▶ [TASK DESCRIPTION] All lines up to and including the one that contains "if page_size <" are to be transcribed exactly, starting from the first line of the records.

▶ [STUDY MATERIAL]
//! # Pagination
//!
//! Page requests are one-based. Page metadata is derived from the total
//! row count: `totalPages = ceil(totalCount / pageSize)`.

use serde::{Deserialize, Serialize};

use crate::error::ValidationError;

/// Page size used when the caller omits `pageSize`.
pub const DEFAULT_PAGE_SIZE: u32 = 20;

/// Largest accepted `pageSize`.
pub const MAX_PAGE_SIZE: u32 = 100;

/// A validated page request.
#[derive(Debug, Clone, Copy, PartialEq, Eq)]
pub struct PageRequest {
    page: u32,
    page_size: u32,
}

impl PageRequest {
    /// Validate raw query values, applying defaults for missing ones.
    pub fn new(page: Option<u32>, page_size: Option<u32>) -> Result<Self, ValidationError> {
        let page = page.unwrap_or(1);
        let page_size = page_size.unwrap_or(DEFAULT_PAGE_SIZE);

        let mut errors = ValidationError::new();
        if page < 1 {
            errors.push("page", "page must be at least 1", "too_small");
        }
        if page_size < 1 {
            errors.push("pageSize", "pageSize must be at least 1", "too_small");
        } else if page_size > MAX_PAGE_SIZE {
            errors.push(
                "pageSize",
                format!("pageSize must be at most {MAX_PAGE_SIZE}"),
                "too_big",
            );
        }
        errors.into_result()?;

        Ok(Self { page, page_size })
    }

    pub fn page(&self) -> u32 {
        self.page
    }

    pub fn page_size(&self) -> u32 {
        self.page_size
    }

    /// Number of rows to skip.
    pub fn offset(&self) -> u64 {
        u64::from(self.page - 1) * u64::from(self.page_size)
    }

    pub fn limit(&self) -> u64 {
        u64::from(self.page_size)
    }
}

impl Default for PageRequest {
    fn default() -> Self {
        Self {
            page: 1,
            page_size: DEFAULT_PAGE_SIZE,
        }
    }
}

/// Pagination metadata returned alongside a page of results.
#[derive(Debug, Clone, Copy, PartialEq, Eq, Serialize, Deserialize)]
#[serde(rename_all = "camelCase")]
pub struct PageMeta {
    pub page: u32,
    pub page_size: u32,
    pub total_count: u64,
    pub total_pages: u64,
    pub has_next: bool,
    pub has_prev: bool,
}

impl PageMeta {
    pub fn new(request: PageRequest, total_count: u64) -> Self {
        let size = u64::from(request.page_size);
        let total_pages = total_count.div_ceil(size);
        Self {
            page: request.page,
            page_size: request.page_size,
            total_count,
            total_pages,
            has_next: u64::from(request.page) < total_pages,
            has_prev: request.page > 1,
        }
    }
}

/// Sort direction. Listings default to newest-first.
#[derive(Debug, Clone, Copy, PartialEq, Eq, Hash, Default, Serialize, Deserialize)]
#[serde(rename_all = "lowercase")]
pub enum SortOrder {
    Asc,
    #[default]
    Desc,
}

impl SortOrder {
    pub fn as_sql(&self) -> &'static str {
        match self {
            Self::Asc => "ASC",
            Self::Desc => "DESC",
        }
    }

    /// Apply the direction to an ascending comparison.
    pub fn apply(&self, ordering: std::cmp::Ordering) -> std::cmp::Ordering {
        match self {
            Self::Asc => ordering,
            Self::Desc => ordering.reverse(),
        }
    }
}

#[cfg(test)]
mod tests {
    use super::*;
    use proptest::prelude::*;

    #[test]
    fn defaults() {
        let req = PageRequest::new(None, None).unwrap();
        assert_eq!(req, PageRequest::default());
        assert_eq!(req.page(), 1);
        assert_eq!(req.page_size(), 20);
        assert_eq!(req.offset(), 0);
    }

    #[test]
    fn bounds_are_enforced() {
        assert!(PageRequest::new(Some(0), None).is_err());
        assert!(PageRequest::new(None, Some(0)).is_err());
        assert!(PageRequest::new(None, Some(101)).is_err());
        assert!(PageRequest::new(Some(3), Some(100)).is_ok());

        let err = PageRequest::new(Some(0), Some(500)).unwrap_err();
        let fields: Vec<_> = err.violations.iter().map(|v| v.field.as_str()).collect();
        assert_eq!(fields, ["page", "pageSize"]);
    }

    #[test]
    fn offset_skips_previous_pages() {
        let req = PageRequest::new(Some(3), Some(25)).unwrap();
        assert_eq!(req.offset(), 50);
        assert_eq!(req.limit(), 25);
    }

    #[test]
    fn meta_for_partial_last_page() {
        let meta = PageMeta::new(PageRequest::new(Some(2), Some(10)).unwrap(), 25);
        assert_eq!(meta.total_pages, 3);
        assert!(meta.has_next);
        assert!(meta.has_prev);

        let last = PageMeta::new(PageRequest::new(Some(3), Some(10)).unwrap(), 25);
        assert!(!last.has_next);
    }

    #[test]
    fn meta_for_empty_result() {
        let meta = PageMeta::new(PageRequest::default(), 0);
        assert_eq!(meta.total_pages, 0);
        assert!(!meta.has_next);
        assert!(!meta.has_prev);
    }

    #[test]
    fn meta_serializes_camel_case() {
        let meta = PageMeta::new(PageRequest::default(), 1);
        let json = serde_json::to_value(meta).unwrap();
        assert_eq!(
            json,
            serde_json::json!({
                "page": 1, "pageSize": 20, "totalCount": 1,
                "totalPages": 1, "hasNext": false, "hasPrev": false
            })
        );
    }

    #[test]
    fn sort_order_default_is_desc() {
        assert_eq!(SortOrder::default(), SortOrder::Desc);
        assert_eq!(SortOrder::Desc.apply(1.cmp(&2)), std::cmp::Ordering::Greater);
        let parsed: SortOrder = serde_json::from_str("\"asc\"").unwrap();
        assert_eq!(parsed.as_sql(), "ASC");
    }

    proptest! {
        #[test]
        fn total_pages_covers_every_row(total in 0u64..100_000, size in 1u32..=100) {
            let meta = PageMeta::new(PageRequest::new(Some(1), Some(size)).unwrap(), total);
            let size = u64::from(size);
            prop_assert!(meta.total_pages * size >= total);
            if total > 0 {
                prop_assert!((meta.total_pages - 1) * size < total);
            }
        }
    }
}
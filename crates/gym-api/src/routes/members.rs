//! # Members API
//!
//! Registration, listing with search, the profile aggregate, and soft
//! deletion.

use axum::extract::rejection::{JsonRejection, QueryRejection};
use axum::extract::{Path, Query, State};
use axum::http::StatusCode;
use axum::routing::get;
use axum::{Json, Router};
use chrono::Utc;
use gym_core::{MemberId, PageRequest, SortOrder, ValidationError};
use gym_state::MemberRegistration;
use serde::Deserialize;
use utoipa::{IntoParams, ToSchema};

use crate::db::{MemberFilter, MemberSortField};
use crate::error::{AppError, ErrorBody};
use crate::extractors::{
    extract_validated_json, extract_validated_query, parse_path_id, Validate,
};
use crate::models::{MemberProfile, MemberRecord};
use crate::response::ApiResponse;
use crate::services;
use crate::state::AppState;

/// Maximum length of the free-text `search` filter.
pub const MAX_SEARCH_LEN: usize = 100;

/// Request to register a member.
#[derive(Debug, Default, Deserialize, ToSchema)]
#[serde(rename_all = "camelCase", default)]
pub struct CreateMemberRequest {
    #[schema(example = "Ada")]
    pub first_name: String,
    #[schema(example = "Lovelace")]
    pub last_name: String,
    #[schema(example = "ada@example.com")]
    pub email: String,
    pub phone: Option<String>,
}

impl Validate for CreateMemberRequest {
    type Valid = MemberRegistration;

    /// Field rules are enforced by `MemberRegistration::into_member`, which
    /// reports every violation at once.
    fn validate(self) -> Result<MemberRegistration, ValidationError> {
        Ok(MemberRegistration {
            first_name: self.first_name,
            last_name: self.last_name,
            email: self.email,
            phone: self.phone,
        })
    }
}

#[derive(Debug, Default, Deserialize, IntoParams)]
#[serde(rename_all = "camelCase")]
#[into_params(parameter_in = Query)]
pub struct ListMembersQuery {
    pub page: Option<u32>,
    pub page_size: Option<u32>,
    /// Case-insensitive substring over first name, last name and email.
    pub search: Option<String>,
    /// Include soft-deleted members (default `false`).
    pub include_deleted: Option<bool>,
    pub sort_by: Option<MemberSortField>,
    #[param(value_type = Option<String>, example = "desc")]
    pub sort_order: Option<SortOrder>,
}

impl Validate for ListMembersQuery {
    type Valid = (MemberFilter, PageRequest);

    fn validate(self) -> Result<Self::Valid, ValidationError> {
        let mut errors = ValidationError::new();
        let page = PageRequest::new(self.page, self.page_size)
            .map_err(|e| errors.violations.extend(e.violations))
            .ok();
        let search = validate_search(&mut errors, self.search);
        errors.into_result()?;

        let filter = MemberFilter {
            search,
            include_deleted: self.include_deleted.unwrap_or(false),
            sort_by: self.sort_by.unwrap_or_default(),
            sort_order: self.sort_order.unwrap_or_default(),
        };
        Ok((filter, page.unwrap_or_default()))
    }
}

/// Trim a search term; blank means no filter.
pub(crate) fn validate_search(
    errors: &mut ValidationError,
    search: Option<String>,
) -> Option<String> {
    let search = search.map(|s| s.trim().to_string()).filter(|s| !s.is_empty())?;
    if search.chars().count() > MAX_SEARCH_LEN {
        errors.push(
            "search",
            format!("search must be at most {MAX_SEARCH_LEN} characters"),
            "too_big",
        );
        return None;
    }
    Some(search)
}

/// Build the members router.
pub fn router() -> Router<AppState> {
    Router::new()
        .route("/members", get(list_members).post(create_member))
        .route("/members/{id}", get(get_member_profile).delete(delete_member))
}

/// GET /api/members: List members.
#[utoipa::path(
    get,
    path = "/api/members",
    params(ListMembersQuery),
    responses(
        (status = 200, description = "One page of members", body = ApiResponse<Vec<MemberRecord>>),
        (status = 400, description = "Invalid query", body = ErrorBody),
    ),
    tag = "members"
)]
pub(crate) async fn list_members(
    State(state): State<AppState>,
    query: Result<Query<ListMembersQuery>, QueryRejection>,
) -> Result<Json<ApiResponse<Vec<MemberRecord>>>, AppError> {
    let (filter, page) = extract_validated_query(query)?;
    let (members, total) = services::members::list(&state.db, &filter, page).await?;
    Ok(ApiResponse::paged(
        members.into_iter().map(MemberRecord::from).collect(),
        page,
        total,
    ))
}

/// POST /api/members: Register a member.
#[utoipa::path(
    post,
    path = "/api/members",
    request_body = CreateMemberRequest,
    responses(
        (status = 201, description = "Member registered", body = ApiResponse<MemberRecord>),
        (status = 400, description = "Validation failed", body = ErrorBody),
        (status = 409, description = "Email already exists", body = ErrorBody),
    ),
    tag = "members"
)]
pub(crate) async fn create_member(
    State(state): State<AppState>,
    body: Result<Json<CreateMemberRequest>, JsonRejection>,
) -> Result<(StatusCode, Json<ApiResponse<MemberRecord>>), AppError> {
    let registration = extract_validated_json(body)?;
    let member = services::members::register(&state.db, registration, Utc::now()).await?;
    Ok(ApiResponse::created(member.into()))
}

/// GET /api/members/{id}: Member profile aggregate.
#[utoipa::path(
    get,
    path = "/api/members/{id}",
    params(("id" = uuid::Uuid, Path, description = "Member ID")),
    responses(
        (status = 200, description = "Member profile", body = ApiResponse<MemberProfile>),
        (status = 400, description = "Invalid UUID", body = ErrorBody),
        (status = 403, description = "Member has been deleted", body = ErrorBody),
        (status = 404, description = "Member not found", body = ErrorBody),
    ),
    tag = "members"
)]
pub(crate) async fn get_member_profile(
    State(state): State<AppState>,
    Path(id): Path<String>,
) -> Result<Json<ApiResponse<MemberProfile>>, AppError> {
    let id: MemberId = parse_path_id(&id, "id")?;
    let profile = services::members::profile(&state.db, id, Utc::now()).await?;
    Ok(ApiResponse::ok(profile))
}

/// DELETE /api/members/{id}: Soft-delete a member.
#[utoipa::path(
    delete,
    path = "/api/members/{id}",
    params(("id" = uuid::Uuid, Path, description = "Member ID")),
    responses(
        (status = 200, description = "Member soft-deleted", body = ApiResponse<MemberRecord>),
        (status = 403, description = "Member already deleted", body = ErrorBody),
        (status = 404, description = "Member not found", body = ErrorBody),
    ),
    tag = "members"
)]
pub(crate) async fn delete_member(
    State(state): State<AppState>,
    Path(id): Path<String>,
) -> Result<Json<ApiResponse<MemberRecord>>, AppError> {
    let id: MemberId = parse_path_id(&id, "id")?;
    let member = services::members::soft_delete(&state.db, id, Utc::now()).await?;
    Ok(ApiResponse::ok(member.into()))
}
//! # Development-Mode Error Detail
//!
//! `AppError` never puts the cause of an internal error in the response
//! body. It leaves an [`InternalCause`] in the response extensions instead;
//! when the service runs with `APP_ENV=development` this layer rebuilds
//! the body with the cause under `error.stack`.

use axum::response::{IntoResponse, Response};
use axum::Json;

use crate::error::{ErrorBody, InternalCause, INTERNAL_MESSAGE};

/// `map_response` hook. Responses without an internal cause pass through.
pub async fn attach_stack(response: Response) -> Response {
    let Some(InternalCause { code, cause }) = response.extensions().get::<InternalCause>().cloned()
    else {
        return response;
    };

    let status = response.status();
    let mut body = ErrorBody::new(code, INTERNAL_MESSAGE);
    body.error.stack = Some(cause);
    (status, Json(body)).into_response()
}

#[cfg(test)]
mod tests {
    use super::*;
    use crate::error::AppError;
    use axum::http::StatusCode;
    use http_body_util::BodyExt;

    async fn body_of(response: Response) -> serde_json::Value {
        let bytes = response.into_body().collect().await.unwrap().to_bytes();
        serde_json::from_slice(&bytes).unwrap()
    }

    #[tokio::test]
    async fn internal_errors_gain_stack() {
        let response = AppError::Internal("pool exhausted".into()).into_response();
        let response = attach_stack(response).await;
        assert_eq!(response.status(), StatusCode::INTERNAL_SERVER_ERROR);
        let json = body_of(response).await;
        assert_eq!(json["error"]["code"], "INTERNAL_ERROR");
        assert_eq!(json["error"]["message"], INTERNAL_MESSAGE);
        assert!(json["error"]["stack"]
            .as_str()
            .unwrap()
            .contains("pool exhausted"));
    }

    #[tokio::test]
    async fn other_responses_pass_through() {
        let response = AppError::RouteNotFound("/x".into()).into_response();
        let response = attach_stack(response).await;
        assert_eq!(response.status(), StatusCode::NOT_FOUND);
        let json = body_of(response).await;
        assert!(json["error"].get("stack").is_none());
    }
}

▶ [WRITTEN ANSWER]
//! # Pagination
//!
//! Page requests are one-based. Page metadata is derived from the total
//! row count: `totalPages = ceil(totalCount / pageSize)`.

use serde::{Deserialize, Serialize};

use crate::error::ValidationError;

/// Page size used when the caller omits `pageSize`.
pub const DEFAULT_PAGE_SIZE: u32 = 20;

/// Largest accepted `pageSize`.
pub const MAX_PAGE_SIZE: u32 = 100;

/// A validated page request.
#[derive(Debug, Clone, Copy, PartialEq, Eq)]
pub struct PageRequest {
    page: u32,
    page_size: u32,
}

impl PageRequest {
    /// Validate raw query values, applying defaults for missing ones.
    pub fn new(page: Option<u32>, page_size: Option<u32>) -> Result<Self, ValidationError> {
        let page = page.unwrap_or(1);
        let page_size = page_size.unwrap_or(DEFAULT_PAGE_SIZE);

        let mut errors = ValidationError::new();
        if page < 1 {
            errors.push("page", "page must be at least 1", "too_small");
        }
        if page_size < 1 {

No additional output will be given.